In ogni caso, gli ospiti hanno voluto ringraziare l’ing. Montanari per il contributo di informazioni, e – siamo certi – di riflessioni offerto. In più di un’occasione hanno inteso segnalare tuttavia la propria ‘non competenza’ sui temi proposti dal presidente della Commissione di collaudo. Ma, nell’esprimere riconoscenza per la preziosa (e fin qui unica) disponibilità all’ascolto accordata, la delegazione di Idra (Marco Mordini e Girolamo Dell’Olio) ha voluto rimarcare invece quanto sia di stretta pertinenza della protezione ambientale, e dunque di chi se ne fa carico, il diritto/dovere alla piena conoscenza dei dati che il documento prodotto dalla Commissione di collaudo risulterebbe contenere: Se da questa conversazione risulta che esiste un documento, il Verbale di accertamento, redatto da un pubblico ufficiale,  dal quale si ricavano oggettivamente dati, condizioni e circostanze che attestano e spiegano le interferenze ambientali dovute a una progettazione errata, a noi sembra che voi dovreste esserne istituzionalmente non curiosi: curiosissimi! Se poi la presenza di uno sgrondo fisso di colibacilli in una ‘grande opera’ chiamata a raccordarsi con gli altri 7 km di tunnel progettati da Campo di Marte non è un tema ambientale…!”.

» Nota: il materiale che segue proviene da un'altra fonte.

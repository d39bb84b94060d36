//! Outbound control messages.
//!
//! Subscribe/unsubscribe actions and the heartbeat frame, plus the
//! message-identifier stamping applied by the channel before transmit.
//!
//! A topic starting with `/` addresses a path; anything else addresses a
//! flow by id. The two are distinct subscription keys on the wire.

// ============================================================================
// Imports
// ============================================================================

use serde::Serialize;
use serde_json::{Value, json};

// ============================================================================
// ControlAction
// ============================================================================

/// A subscribe or unsubscribe control message.
///
/// # Format
///
/// ```json
/// { "object": "drop", "type": "subscribe", "flowId": "f554b53a" }
/// { "object": "drop", "type": "unsubscribe", "path": "/alice/sensors" }
/// ```
#[derive(Debug, Clone, Serialize)]
pub struct ControlAction {
    /// Object kind the action applies to.
    pub object: &'static str,

    /// Action name.
    #[serde(rename = "type")]
    pub action: &'static str,

    /// Topic path, for `/`-prefixed topics.
    #[serde(skip_serializing_if = "Option::is_none")]
    pub path: Option<String>,

    /// Flow id, for bare-identifier topics.
    #[serde(rename = "flowId", skip_serializing_if = "Option::is_none")]
    pub flow_id: Option<String>,
}

impl ControlAction {
    /// Creates a subscribe action for a topic.
    #[inline]
    #[must_use]
    pub fn subscribe(topic: &str) -> Self {
        Self::for_topic("subscribe", topic)
    }

    /// Creates an unsubscribe action for a topic.
    #[inline]
    #[must_use]
    pub fn unsubscribe(topic: &str) -> Self {
        Self::for_topic("unsubscribe", topic)
    }

    fn for_topic(action: &'static str, topic: &str) -> Self {
        let (path, flow_id) = if topic.starts_with('/') {
            (Some(topic.to_string()), None)
        } else {
            (None, Some(topic.to_string()))
        };
        Self {
            object: "drop",
            action,
            path,
            flow_id,
        }
    }

    /// Converts to a JSON value ready for msgId stamping.
    #[inline]
    #[must_use]
    pub fn into_value(self) -> Value {
        // A struct of strings cannot fail to serialize.
        serde_json::to_value(self).unwrap_or(Value::Null)
    }
}

// ============================================================================
// Heartbeat
// ============================================================================

/// Builds the liveness frame. Carries no msgId; no reply is tracked.
#[inline]
#[must_use]
pub fn heartbeat() -> Value {
    json!({"type": "heartbeat"})
}

// ============================================================================
// MsgId Stamping
// ============================================================================

/// Stamps a message identifier onto an outgoing message.
///
/// Non-mapping messages are left untouched.
pub fn stamp_msg_id(message: &mut Value, msg_id: u64) {
    if let Value::Object(map) = message {
        map.insert("msgId".to_string(), Value::from(msg_id));
    }
}

// ============================================================================
// Tests
// ============================================================================
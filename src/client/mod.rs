//! Client composition layer.
//!
//! Ties the REST gateway, the typed resource services, and the
//! WebSocket channel factory together behind a single [`Client`]
//! handle configured through [`ClientBuilder`].
//!
//! # Modules
//!
//! | Module | Description |
//! |--------|-------------|
//! | `builder` | Fluent configuration and validation |
//! | `core` | The client handle itself |

// ============================================================================
// Submodules
// ============================================================================

/// Fluent configuration and validation.
pub mod builder;

/// The client handle.
pub mod core;

// ============================================================================
// Re-exports
// ============================================================================

pub use builder::ClientBuilder;
pub use self::core::Client;
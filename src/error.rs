//! Error types for the flowthings client.
//!
//! This module defines all error types used throughout the crate.
//!
//! # Usage
//!
//! All fallible operations return [`Result<T>`] which uses [`Error`]:
//!
//! ```ignore
//! use flowthings::{Result, Client};
//!
//! async fn example(client: &Client) -> Result<()> {
//!     let flow = client.flow().read("f554b53a", &Default::default()).await?;
//!     println!("{flow}");
//!     Ok(())
//! }
//! ```
//!
//! # Error Categories
//!
//! | Category | Variants |
//! |----------|----------|
//! | Configuration | [`Error::Config`], [`Error::InvalidArgument`] |
//! | Connection | [`Error::Connection`], [`Error::ConnectionClosed`], [`Error::Handshake`] |
//! | Protocol | [`Error::Protocol`], [`Error::Reply`] |
//! | Transport | [`Error::Status`], [`Error::Http`] |
//! | External | [`Error::Json`], [`Error::WebSocket`], [`Error::Url`] |

// ============================================================================
// Imports
// ============================================================================

use std::result::Result as StdResult;

use serde_json::Value;
use thiserror::Error;
use tokio_tungstenite::tungstenite::Error as WsError;

// ============================================================================
// Result Alias
// ============================================================================

/// Result type alias using crate [`enum@Error`].
///
/// All fallible operations in this crate return this type.
pub type Result<T> = StdResult<T, Error>;

// ============================================================================
// Error Enum
// ============================================================================

/// Main error type for the crate.
///
/// Each variant includes relevant context for debugging.
#[derive(Error, Debug)]
pub enum Error {
    // ========================================================================
    // Configuration Errors
    // ========================================================================
    /// Configuration error.
    ///
    /// Returned when client configuration is invalid.
    #[error("Configuration error: {message}")]
    Config {
        /// Description of the configuration error.
        message: String,
    },

    /// Invalid argument.
    ///
    /// Returned when an operation is called with arguments it cannot use,
    /// e.g. `update` on a model without an `id`.
    #[error("Invalid argument: {message}")]
    InvalidArgument {
        /// Description of the invalid argument.
        message: String,
    },

    // ========================================================================
    // Connection Errors
    // ========================================================================
    /// Session handshake failed.
    ///
    /// Returned when the POST to the session endpoint fails or the
    /// response carries no session id.
    #[error("Handshake failed: {message}")]
    Handshake {
        /// Description of the handshake failure.
        message: String,
    },

    /// WebSocket connection failed.
    ///
    /// Returned when the socket to the session endpoint cannot be opened.
    #[error("Connection failed: {message}")]
    Connection {
        /// Description of the connection error.
        message: String,
    },

    /// Connection closed while an operation was outstanding.
    ///
    /// Returned to every waiter whose pending reply or subscribe
    /// acknowledgment was discarded by connection cleanup.
    #[error("Connection closed")]
    ConnectionClosed,

    // ========================================================================
    // Protocol Errors
    // ========================================================================
    /// Protocol violation or unexpected frame shape.
    #[error("Protocol error: {message}")]
    Protocol {
        /// Description of the protocol violation.
        message: String,
    },

    /// Reply envelope with `head.ok == false`.
    ///
    /// Carries the full envelope, not just the body, so callers can
    /// inspect `head.status` and `head.references`.
    #[error("Reply rejected by server")]
    Reply {
        /// The complete reply envelope as received.
        envelope: Value,
    },

    // ========================================================================
    // Transport Errors
    // ========================================================================
    /// HTTP response with a non-success status code.
    #[error("HTTP status {status}")]
    Status {
        /// The HTTP status code.
        status: u16,
        /// The response body, if it could be read.
        body: Value,
    },

    // ========================================================================
    // External Errors
    // ========================================================================
    /// HTTP transport error.
    #[error("HTTP error: {0}")]
    Http(#[from] reqwest::Error),

    /// JSON serialization error.
    #[error("JSON error: {0}")]
    Json(#[from] serde_json::Error),

    /// WebSocket error.
    #[error("WebSocket error: {0}")]
    WebSocket(#[from] WsError),

    /// URL construction error.
    #[error("URL error: {0}")]
    Url(#[from] url::ParseError),
}

// ============================================================================
// Error Constructors
// ============================================================================

impl Error {
    /// Creates a configuration error.
    #[inline]
    pub fn config(message: impl Into<String>) -> Self {
        Self::Config {
            message: message.into(),
        }
    }

    /// Creates an invalid argument error.
    #[inline]
    pub fn invalid_argument(message: impl Into<String>) -> Self {
        Self::InvalidArgument {
            message: message.into(),
        }
    }

    /// Creates a handshake error.
    #[inline]
    pub fn handshake(message: impl Into<String>) -> Self {
        Self::Handshake {
            message: message.into(),
        }
    }

    /// Creates a connection error.
    #[inline]
    pub fn connection(message: impl Into<String>) -> Self {
        Self::Connection {
            message: message.into(),
        }
    }

    /// Creates a protocol error.
    #[inline]
    pub fn protocol(message: impl Into<String>) -> Self {
        Self::Protocol {
            message: message.into(),
        }
    }

    /// Creates a reply error from a full envelope.
    #[inline]
    pub fn reply(envelope: Value) -> Self {
        Self::Reply { envelope }
    }

    /// Creates an HTTP status error.
    #[inline]
    pub fn status(status: u16, body: Value) -> Self {
        Self::Status { status, body }
    }
}

// ============================================================================
// Error Predicates
// ============================================================================

impl Error {
    /// Returns `true` if this is a connection-level error.
    #[inline]
    #[must_use]
    pub fn is_connection_error(&self) -> bool {
        matches!(
            self,
            Self::Connection { .. }
                | Self::ConnectionClosed
                | Self::Handshake { .. }
                | Self::WebSocket(_)
        )
    }

    /// Returns `true` if this is a server-side reply rejection.
    #[inline]
    #[must_use]
    pub fn is_reply_error(&self) -> bool {
        matches!(self, Self::Reply { .. })
    }

    /// Returns `true` if this is an HTTP transport failure.
    #[inline]
    #[must_use]
    pub fn is_transport_error(&self) -> bool {
        matches!(self, Self::Status { .. } | Self::Http(_))
    }

    /// Returns the rejected reply envelope, if this is a [`Error::Reply`].
    #[inline]
    #[must_use]
    pub fn reply_envelope(&self) -> Option<&Value> {
        match self {
            Self::Reply { envelope } => Some(envelope),
            _ => None,
        }
    }
}

// ============================================================================
// Tests
// ============================================================================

Nel frattempo Idra ha inviato all’ARPAT richiesta di accesso agli atti menzionati nel corso dell’incontro del 25 marzo scorso, e provvederà a darne notizia pubblica appena acquisiti:
a) la documentazione fotografica dell’impatto della talpa a dicembre al ponte al Pino;
b) le analisi delle acque inquinate da colibacilli all’interno della galleria e da idrocarburi nei pozzi di Castello;
c) il carteggio attivato al riguardo da ARPAT coi soggetti interessati, Publiacqua e Comune di Firenze;
d) i risultati degli accertamenti sul decadimento a Cavriglia degli additivi chimici alle terre di scavo che da qualche settimana hanno iniziato a essere trasferite in provincia di Arezzo;
e) i risultati delle verifiche condotte meritoriamente dall’ARPAT in collaborazione con l’ARPA Lazio nel campo-prove di Pomezia.
Nuovo appuntamento fra Idra e ARPAT tra un mese.